Court Opinion

ID: 7379443
Source: CourtListenerOpinion
Date Created: 2022-07-29 00:04:22.350076+00
Date Added: 2024-06-11T16:21:18.604915
License: Public Domain

CHIEF JUSTICE LINDSAY
delivered the opinion oe the court.
This is an action for the recovery of real property, instituted by Samuel Borden against Bartlett & Cromwell. The plaintiff exhibited on the trial a complete chain of title back to the commonwealth. The defendants showed no color of title in themselves, but exhibited to the court, to whom the cause had been submitted without the intervention of a jury, a deed of mortgage executed and delivered by the plaintiff to Jas. M. Borden on the 19th day of February, 1857, to secure the payment of a debt of $1,600, due two years from the date of the mortgage. There was proof tending to show that this debt had not been paid, and its collection was not presumptively barred by lapse of time at the date of the institution of the action.

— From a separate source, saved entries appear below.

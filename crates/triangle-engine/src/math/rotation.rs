use std::f32::consts::TAU;

use glam::{Mat4, Vec3};

use crate::scene::Animation;

/// Rotation angle accumulator.
///
/// The angle is kept in `[0, 2π)`; it is the only state carried from one frame
/// to the next.
#[derive(Debug, Copy, Clone, PartialEq)]
pub struct Rotation {
    axis: Vec3,
    speed: f32,
    angle: f32,
}

impl Rotation {
    pub fn new(animation: Animation) -> Self {
        let axis = animation.axis.try_normalize().unwrap_or(Vec3::Y);
        Self {
            axis,
            speed: animation.speed,
            angle: 0.0,
        }
    }

    /// Current angle in radians.
    #[inline]
    pub fn angle(&self) -> f32 {
        self.angle
    }

    /// Advances by `dt_secs` of elapsed time and returns the new angle.
    pub fn advance(&mut self, dt_secs: f32) -> f32 {
        if dt_secs.is_finite() && dt_secs > 0.0 {
            let next = (self.angle + dt_secs * self.speed).rem_euclid(TAU);
            // rem_euclid can round up to exactly TAU for tiny negative inputs.
            self.angle = if next >= TAU { 0.0 } else { next };
        }
        self.angle
    }

    pub fn model(&self) -> Mat4 {
        Mat4::from_axis_angle(self.axis, self.angle)
    }
}
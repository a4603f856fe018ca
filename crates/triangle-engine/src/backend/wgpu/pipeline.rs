use crate::math::UniformBlock;
use crate::scene::{Vertex, FRAGMENT_ENTRY, VERTEX_ENTRY};

use super::resources::DEPTH_FORMAT;

/// Shader module, layouts and the single render pipeline.
///
/// Fields are declared in reverse creation order so that dropping the struct
/// releases the pipeline before the shader module it was built from.
pub(crate) struct TrianglePipeline {
    pub pipeline: wgpu::RenderPipeline,
    _layout: wgpu::PipelineLayout,
    bind_group_layout: wgpu::BindGroupLayout,
    _module: wgpu::ShaderModule,
}

impl TrianglePipeline {
    /// Builds the pipeline from WGSL that has already been validated.
    pub fn new(
        device: &wgpu::Device,
        label: &str,
        wgsl: &str,
        color_format: wgpu::TextureFormat,
    ) -> Self {
        let module = device.create_shader_module(wgpu::ShaderModuleDescriptor {
            label: Some(label),
            source: wgpu::ShaderSource::Wgsl(wgsl.into()),
        });

        let bind_group_layout = device.create_bind_group_layout(&wgpu::BindGroupLayoutDescriptor {
            label: Some("triangle bgl"),
            entries: &[wgpu::BindGroupLayoutEntry {
                binding: 0,
                visibility: wgpu::ShaderStages::VERTEX,
                ty: wgpu::BindingType::Buffer {
                    ty: wgpu::BufferBindingType::Uniform,
                    has_dynamic_offset: false,
                    min_binding_size: Some(UniformBlock::min_binding_size()),
                },
                count: None,
            }],
        });

        let layout = device.create_pipeline_layout(&wgpu::PipelineLayoutDescriptor {
            label: Some("triangle pipeline layout"),
            bind_group_layouts: &[&bind_group_layout],
            immediate_size: 0,
        });

        let pipeline = device.create_render_pipeline(&wgpu::RenderPipelineDescriptor {
            label: Some("triangle pipeline"),
            layout: Some(&layout),

            vertex: wgpu::VertexState {
                module: &module,
                entry_point: Some(VERTEX_ENTRY),
                compilation_options: Default::default(),
                buffers: &[Vertex::layout()],
            },

            fragment: Some(wgpu::FragmentState {
                module: &module,
                entry_point: Some(FRAGMENT_ENTRY),
                compilation_options: Default::default(),
                targets: &[Some(wgpu::ColorTargetState {
                    format: color_format,
                    blend: Some(wgpu::BlendState::REPLACE),
                    write_mask: wgpu::ColorWrites::ALL,
                })],
            }),

            // The triangle spins through its back face; nothing is culled.
            primitive: wgpu::PrimitiveState {
                topology: wgpu::PrimitiveTopology::TriangleList,
                strip_index_format: None,
                front_face: wgpu::FrontFace::Ccw,
                cull_mode: None,
                polygon_mode: wgpu::PolygonMode::Fill,
                unclipped_depth: false,
                conservative: false,
            },

            depth_stencil: Some(wgpu::DepthStencilState {
                format: DEPTH_FORMAT,
                depth_write_enabled: true,
                depth_compare: wgpu::CompareFunction::Less,
                stencil: wgpu::StencilState::default(),
                bias: wgpu::DepthBiasState::default(),
            }),
            multisample: wgpu::MultisampleState::default(),

            multiview_mask: None,
            cache: None,
        });

        Self {
            pipeline,
            _layout: layout,
            bind_group_layout,
            _module: module,
        }
    }

    pub fn bind_group(&self, device: &wgpu::Device, uniforms: &wgpu::Buffer) -> wgpu::BindGroup {
        device.create_bind_group(&wgpu::BindGroupDescriptor {
            label: Some("triangle bind group"),
            layout: &self.bind_group_layout,
            entries: &[wgpu::BindGroupEntry {
                binding: 0,
                resource: uniforms.as_entire_binding(),
            }],
        })
    }
}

Judgment was rendered for the plaintiff on this state of facts, and the defendants have appealed to this court. They insist that the legal title to the land in controversy is in the mortgagee, and that to authorize a recovery in ejectment it is indispensably necessary that the plaintiff shall hold the legal title to the estate upon which his right of possession is founded. That such was in general the common-law rule we do not doubt. It is also clear that anterior to the adoption of the Civil Code of Practice the mortgagee could recover in ejectment against the mortgagor after the non-performance of the condition of the mortgage.
The case of Brookover v. Hurst (1 Metcalfe, 665) is not necessarily in conflict with the idea that such an action can not be maintained against the objection of the mortgagor under our present system of practice. There the action was commenced before the forfeiture of the mortgage, and the *47mortgagee must have based his right of recovery on some fraudulent or wrongful act about to be committed by the debtor.
In the recent cases of Douglass, &c. v. Cline, &c. (12 Bush, 608) and Huston Johnson v. Strow this court held that the mortgagor may at will defeat an action for the recovery of the mortgaged property after forfeiture by interposing a prayer for redemption, and asking a transfer of the action to the equity side of the docket, where the mortgagee must be content with the sale of the estate in pledge and such incidental relief as he can have under the provisions of sec. 329, Civil Code.
The old doctrine that the mortgagee is the owner of the estate has long since been exploded. He merely holds the title as a security, and for a specific purpose, and the mortgagor remains the owner, and prima facie entitled to the possession until foreclosure and sale. Hence, when a third party enters without right upon the possession, the trespass is primarily an injury to the mortgagor, and in an action to eject the wrongdoer he is the real party in interest. It would no doubt be proper to join the mortgagee as a co-plaintiff; but as he is not entitled to the possession, and holds no iiiterest in the estate hostile to that of the mortgagor, he can not be regarded as a necessary and indispensable party.
“The rule that a plaintiff in ejectment can not recover premises, the title to which is in a third person, does not apply where the outstanding title is a mortgage; and a mortgagor may maintain ejectment against one who claims by a conveyance in fee-simple absolute from the mortgagee.” (1 Hilliard on Mortgages, page 165, 4th ed.)
When the complete equitable estate and the right of possession conjoin in the same person, he will not be denied relief at law merely because the naked legal title may be held by a person not a party to the action. (Thomas v. Harkness and wife, 13 Bush, 23.)
*48A defendant, without color of right in himself, can not defeat a recovery of real property by a plaintiff who has made out a case of ownership and immediate right to the possession, by showing the legal title to be outstanding in another, who holds in trust for the plaintiff, and who, so far as he is interested at all, will be benefited by his success, or, as the rule was pithily stated by Lord Mansfield, “Nor shall a man defend himself by any estate which makes part of the title of the lessor.” (Goodtitle ex dem. Hart v. Knott, 1 Cowper, 43.)
The judgment of the court below must be affirmed.